Of course, the more the changes, the more the fragmentation; that’s the price to pay for a lossy, flattened representation of a more structured model. For instance, if we had no alpha staged version, our versions range would include all the operations, which would result into these collected segments:

  • v5: owls;
  • v4: two crows and a hen↓ / four larks and a wren,↓.
  • v3: have_
  • v2: crows
  • v1: said

By projecting them into the final text as a flat linear sequence with no nesting, we would get this segmentation:

[1:there was an old man with a beard,
who ][2:said][3:: "It is just as I feared!]
[4:two ][5:owls][6: and a hen,]
[7:four larks and a wren,]
[8:have ][9:all built their nests in my beard!"]

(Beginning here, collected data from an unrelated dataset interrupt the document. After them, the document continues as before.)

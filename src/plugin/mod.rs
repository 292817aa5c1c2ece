//! Host framework plugin surface.
//!
//! Implements the host's streaming speech-to-text contract on top of the
//! utterance session loop.

mod streaming;

pub use streaming::{StreamingStt, SttPlugin};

where each segment could be annotated like this:

  1. there was... who_: no changes.
  2. said from cried.
  3. : ... feared!: no change.
  4. two_ is part of the first segment in swap.
  5. owls from crows.
  6. _and a hen is part of the first segment in swap.
  7. four larks and a wren, is the second segment of the swap operation.
  8. have_ was inserted before all.
  9. all... beard!: no changes.

Additionally, we could leverage all the standard features attached to operations (e.g. source, ink color, reason, etc.) for richer notes.